For the sake of my not dying or getting my legs amputated in the next five to ten years, I’ve tried to make writing more of a regular “morning-workout-with-water” kind of thing and less of a “SURGE!-fueled-week-long-bender” kind of thing.
I’m still working on cutting down on the soda, still working on not scratching the skin off my arms, but these days, my best fuel for pounding out 20K is a balanced cocktail of Klonapin, Adderall, and Lexapro.
This is also a story about a relationship with a writer. Arggghh! I love this bit in the story: “Sometimes we’ll both be drinking. Her sweet red wine. My glorious SURGE!. It’ll be the middle of the night and I’ll be typing, typing, typing only to have her stumble into my office naked, drunk, and punching herself in the face.”
Should writers procreate with other writers, or should they intermingle with different species (non-writers)?
Full-disclosure: I’ve been with my poet wife and love of my life for fifteen years now (married for five). We will not be procreating any time soon, but I do know a handful of writer couples who have recently procreated and even a few writer couples who have raised seemingly well-adapted children.
In deference to them, I will simply say that there are many, many writer-couples who should not procreate.
But then, as I say this, I immediately think of the beginning of the movie Idiocracy, where the “snobby” couple is like, Gee, I don’t know if this the right time to children, and Oh, I don’t know if we’re ready to bring children in to this world. And then the other million people on the other side of the tree of life are like DRINKDRINKDRINKFUCKFUCKFUCK… And ta da! Here are all our babies to take over the world.

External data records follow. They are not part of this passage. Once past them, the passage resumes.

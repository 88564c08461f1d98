//! Apply workflow toggles.

use serde::{Deserialize, Serialize};

const fn default_attach_frame_tags() -> bool {
    true
}

#[derive(Debug, Clone, Deserialize, Serialize)]
pub struct ApplyConfig {
    /// Discard results of an apply that was overtaken by a newer one.
    #[serde(default)]
    pub staleness_guard: bool,

    /// Attach retained frame-level tags to the target frame.
    #[serde(default = "default_attach_frame_tags")]
    pub attach_frame_tags: bool,
}

impl Default for ApplyConfig {
    fn default() -> Self {
        Self {
            staleness_guard: false,
            attach_frame_tags: default_attach_frame_tags(),
        }
    }
}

Let me just say this: I personally should not be allowed to procreate with anyone. I should not be allowed to be a parent.
But then I also generally feel like I should not be allowed to ever give advice to anybody else about anything to do with being an adaptive, semi-successful adult/writer/human being.
So, to answer your question: No/Yes/Maybe
Continuing with the writing theme, this bit: “I want to tell her I’m done telling the whole story. There’s too much of it to begin with. It never fucking ends, the whole story. And I need to be done with something for once, I need for it all to be finally done.”
It. Never. Fucking. Ends. Yes!
How do you know when a story is done?
Ah, shit, now you’re just openly mocking me with this notion of me ever being done with a story. (Note: I originally made a herpes joke here in poor taste, but have since cut it, but stay tuned, it might make a reappearance by the time this gets published. I’m still thinking maybe if I just keep revising I might come up with something clever.)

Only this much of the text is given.